Citation : 2026 Latest Caselaw 854 Chatt
Judgement Date : 23 March, 2026
1
2026:CGHC:13727
NAFR
HIGH COURT OF CHHATTISGARH AT BILASPUR
CRA No. 296 of 2017
1 - Kanhai Yadav S/o Shri Sundar Dev Yadav, Aged About 30 Years
Occupation Agriculturist R/o Village Pachawal, Temna,
Beriyadamarpara, Police Station Sanawal, District Balrampur
Ramanujganj Chhattisgarh
2 - Makadu @ Makkhan, S/o Shri Sunder Dev Yadav, Aged About 36
Years Occupation Agriculturist R/o Village Pachawal, Temna,
Beriyadamarpara, Police Station Sanawal, District Balrampur
Ramanujganj Chhattisgarh
3 - Shiv Kumar Yadav, S/o Shri Sunder Dev Yadav, Aged About 40
Years Occupation Agriculturist R/o Village Pachawal, Temna,
Beriyadamarpara, Police Station Sanawal, District Balrampur
Ramanujganj Chhattisgarh
4 - Sundar Dev Yadav, S/o Late Budhan Yadav, Aged About 62 Years
Occupation Agriculturist R/o Village Pachawal, Temna,
Beriyadamarpara, Police Station Sanawal, District Balrampur
Ramanujganj Chhattisgarh
5 - Umesh Yadav, S/o Shri Sundar Dev Yadav, Aged About 25 Years
Occupation Agriculturist R/o Village Pachawal, Temna,
Beriyadamarpara, Police Station Sanawal, District Balrampur
Ramanujganj Chhattisgarh , District : Balrampur, Chhattisgarh
... Appellant(s)
2
versus
State Of Chhattisgarh Through The Police Station Sanawal, District
Balrampur - Ramanujganj, Civil District Surguja Ambikapur
Chhattisgarh
... Respondent(s)
For Appellant(s) : Shri Neeraj Mehta, Advocate
For Respondent/State : Shri Rajkumar Sahu, PL
(Hon'ble Shri Justice Arvind Kumar Verma)
Judgment on Board
23/03/2026
This criminal appeal has been preferred against the judgment of
conviction and order of sentence dated 13.02.2017, passed by the
Additional Sessions Judge, Ramanujganj, District Surguja (Ambikapur)

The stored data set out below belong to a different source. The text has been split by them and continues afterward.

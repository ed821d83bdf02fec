use std::path::PathBuf;

use anyhow::{Context, Result};
use chrono::NaiveDate;
use clap::{Parser, Subcommand};
use shellcast_adapters::{ScriptPreprocessor, ToolRunner};
use shellcast_sync::config::{PipelineConfig, DEFAULT_CONFIG_PATH};
use shellcast_sync::persist::{read_leases_csv, MySqlRiskStore};
use shellcast_sync::prep::prepare_region;
use shellcast_sync::{build_scheduler, connect_store, Pipeline, RunOptions};
use tracing::{error, info};
use tracing_subscriber::{layer::SubscriberExt, util::SubscriberInitExt};

#[derive(Debug, Parser)]
#[command(name = "shellcast")]
#[command(about = "Shellfish closure risk from NOAA precipitation forecasts")]
struct Cli {
    /// Pipeline configuration file.
    #[arg(long, global = true, default_value = DEFAULT_CONFIG_PATH)]
    config: PathBuf,
    #[command(subcommand)]
    command: Commands,
}

#[derive(Debug, Subcommand)]
enum Commands {
    /// Run the pipeline once for a region.
    Run {
        #[arg(long)]
        region: String,
        /// Run date, defaults to today (local time).
        #[arg(long)]
        date: Option<NaiveDate>,
        /// Compute outputs without touching the database.
        #[arg(long)]
        dry_run: bool,
        /// Use the cached grid files as they are.
        #[arg(long)]
        skip_download: bool,
    },
    /// Check that the destination database is reachable.
    CheckDb,
    /// Tidy boundaries and lease data and export the region's unit layers.
    Prep {
        #[arg(long)]
        region: String,
    },
    /// Insert or update leases from a centroid CSV.
    SyncLeases {
        #[arg(long)]
        csv: Option<PathBuf>,
        /// Region whose prep output holds the centroid CSV, when --csv is absent.
        #[arg(long)]
        region: Option<String>,
    },
    /// Run the pipeline on the configured cron schedule until interrupted.
    Schedule {
        #[arg(long)]
        region: String,
    },
}

#[tokio::main]
async fn main() {
    tracing_subscriber::registry()
        .with(tracing_subscriber::fmt::layer().with_target(false))
        .with(
            tracing_subscriber::EnvFilter::try_from_default_env()
                .unwrap_or_else(|_| tracing_subscriber::EnvFilter::new("info")),
        )
        .init();

    let cli = Cli::parse();
    if let Err(err) = execute(cli).await {
        error!("{err:#}");
        std::process::exit(1);
    }
}

async fn execute(cli: Cli) -> Result<()> {
    let config = PipelineConfig::load(&cli.config)?;

    match cli.command {
        Commands::Run {
            region,
            date,
            dry_run,
            skip_download,
        } => {
            let mut options = RunOptions::today();
            if let Some(date) = date {
                options.run_date = date;
            }
            options.dry_run = dry_run;
            options.skip_download = skip_download;

            let pipeline = Pipeline::new(&config, &region, options)?;
            let summary = pipeline.run_and_notify().await?;
            println!(
                "run complete: run_id={} region={} data_date={} rows={} csv={} persisted={}",
                summary.run.run_id,
                summary.run.region,
                summary.freshness.data_date(),
                summary.merged_rows,
                summary.output_csv,
                summary.persisted.is_some()
            );
        }
        Commands::CheckDb => {
            let store = connect_store(&config.database).await?;
            store.ping().await.context("pinging the risk database")?;
            println!("database reachable");
        }
        Commands::Prep { region } => {
            let preprocessor = ScriptPreprocessor::new(
                ToolRunner::new(config.tools.timeout()),
                config.tools.paths.clone(),
                config.tools.r_scripts.clone(),
            );
            let report = prepare_region(&region, config.region(&region)?, &preprocessor).await?;
            println!(
                "prep complete: lease_centroids={} layers={}",
                report.lease_centroids.display(),
                report.exported.len()
            );
        }
        Commands::SyncLeases { csv, region } => {
            let path = match (csv, region) {
                (Some(path), _) => path,
                (None, Some(region)) => config
                    .region(&region)?
                    .prep
                    .as_ref()
                    .map(|prep| prep.layout().lease_centroids_csv())
                    .with_context(|| format!("region {region} has no prep section"))?,
                (None, None) => anyhow::bail!("pass --csv or --region"),
            };
            let leases = read_leases_csv(&path)?;
            let store = MySqlRiskStore::connect(&config.database)
                .await
                .context("connecting to the risk database")?;
            let report = store.upsert_leases(&leases).await?;
            println!(
                "leases synced: total={} inserted={} updated={}",
                report.total, report.inserted, report.updated
            );
        }
        Commands::Schedule { region } => {
            let cron = config.schedule.clone();
            let mut sched = build_scheduler(config, region.clone()).await?;
            sched.start().await.context("starting scheduler")?;
            info!(region = %region, cron = %cron, "scheduler running; ctrl-c to stop");
            tokio::signal::ctrl_c().await.context("waiting for ctrl-c")?;
            sched.shutdown().await.context("stopping scheduler")?;
        }
    }

    Ok(())
}
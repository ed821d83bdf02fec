//! Processing stages between the raw grid cache and the merged risk table.

use std::path::PathBuf;

use shellcast_adapters::{GribError, LayerError, RasterError, ToolError};
use shellcast_core::NameError;
use shellcast_storage::StorageError;
use thiserror::Error;

pub mod aggregate;
pub mod bands;
pub mod merge;
pub mod sampler;
pub mod subset;

#[derive(Debug, Error)]
pub enum StageError {
    #[error(transparent)]
    Storage(#[from] StorageError),
    #[error(transparent)]
    Tool(#[from] ToolError),
    #[error("scanning {}: {source}", .path.display())]
    Grib {
        path: PathBuf,
        #[source]
        source: GribError,
    },
    #[error(transparent)]
    Raster(#[from] RasterError),
    #[error(transparent)]
    Layer(#[from] LayerError),
    #[error(transparent)]
    Name(#[from] NameError),
    #[error("observation horizon {label} for {group} is not 24h, 48h or 72h")]
    UnexpectedHorizon { label: String, group: String },
    #[error("no risk rows to reconcile")]
    EmptyMerge,
    #[error("writing {}: {source}", .path.display())]
    Csv {
        path: PathBuf,
        #[source]
        source: csv::Error,
    },
    #[error("background task failed: {0}")]
    Join(#[from] tokio::task::JoinError),
}
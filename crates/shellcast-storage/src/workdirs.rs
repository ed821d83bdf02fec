use std::path::{Path, PathBuf};

use tokio::fs;
use tracing::debug;

use crate::StorageError;

/// Per-run working directories under one data root.
#[derive(Debug, Clone)]
pub struct WorkDirs {
    root: PathBuf,
}

impl WorkDirs {
    pub fn new(root: impl Into<PathBuf>) -> Self {
        Self { root: root.into() }
    }

    pub fn raw(&self) -> PathBuf {
        self.root.join("raw")
    }

    pub fn subsets(&self) -> PathBuf {
        self.root.join("subsets")
    }

    pub fn tiffs(&self) -> PathBuf {
        self.root.join("tiffs")
    }

    pub fn resample(&self) -> PathBuf {
        self.root.join("resample")
    }

    pub fn intermediate(&self) -> PathBuf {
        self.root.join("intermediate")
    }

    pub fn outputs(&self) -> PathBuf {
        self.root.join("outputs")
    }

    pub async fn prepare(&self) -> Result<(), StorageError> {
        for dir in [
            self.raw(),
            self.subsets(),
            self.tiffs(),
            self.resample(),
            self.intermediate(),
            self.outputs(),
        ] {
            fs::create_dir_all(&dir)
                .await
                .map_err(StorageError::io("creating directory", &dir))?;
        }
        Ok(())
    }
}

/// Remove every file in `dir`, creating it when absent.
pub async fn clear_dir(dir: &Path) -> Result<(), StorageError> {
    fs::create_dir_all(dir)
        .await
        .map_err(StorageError::io("creating directory", dir))?;
    for path in crate::list_files(dir, None).await? {
        fs::remove_file(&path)
            .await
            .map_err(StorageError::io("removing", &path))?;
    }
    debug!(dir = %dir.display(), "cleared working directory");
    Ok(())
}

(C.G.), in Sessions Trial No. 31/2013, whereby the learned trial Court,
upon appreciation of the evidence adduced by the prosecution, has
convicted the appellants for offences punishable under Sections 147,
148 and 325/149 of the Indian Penal Code, 1860, and sentenced each
of them to undergo RI of 1 year with fine of Rs. 500/- u/s. 147; to
undergo RI for 2 years and fine of Rs. 500/- u/s. 148 and to under RI for
3 years and fine of Rs. 1,000/- u/s. 325/149 IPC with default
stipulations as detailed in the impugned judgment. Being aggrieved by
the said judgment of conviction and order of sentence, the appellants
have preferred the present appeal assailing the legality, propriety and
correctness of the findings recorded by the learned trial Court.
2. The case of the prosecution, in brief yet with necessary
particulars, is that on 07.08.2013 at about 7:00 PM, all the accused
persons, namely Kanhai Yadav, Makadu @ Makkhan, Shiv Kumar
Yadav, Sundar Dev Yadav and Umesh Yadav, forming an unlawful
assembly and being armed with deadly weapons such as axe and lathi,
reached the house of the complainant. It is alleged that the accused
persons, sharing a common object, started hurling filthy abuses and
extended threats to the life of the victim. Thereafter, in furtherance of
their common object, they launched a violent assault upon the victim,
wherein accused Kanhai Yadav dealt a blow by means of an axe near
the head/ear region of the victim, while the remaining accused persons
assaulted him by lathis and clubs, targeting various parts of his body
including chest, back and legs. As a result of the said brutal assault, the
victim sustained multiple injuries and fell down on the ground in a semi-
conscious condition. On witnessing the occurrence, the complainant
raised hue and cry, upon which nearby persons gathered at the spot,
compelling the accused persons to flee from the place of occurrence.
Thereafter, the complainant lodged a report at Police Station Sanawal,
on the basis of which Crime No. 40/2013 was registered against the
accused persons. During the course of investigation, the injured was
medically examined, spot map was prepared, blood-stained soil and
other articles were seized, statements of witnesses were recorded, and
upon completion of investigation, charge-sheet was filed before the
competent Court.
3. In order to establish the guilt of the accused/appellants,
prosecution has examined 15 witnesses. Statement of the
accused/appellants were also recorded under Section 313 of the
Cr.P.C. in which they denied the charges levelled against them and
pleaded their innocence and false implication in the case.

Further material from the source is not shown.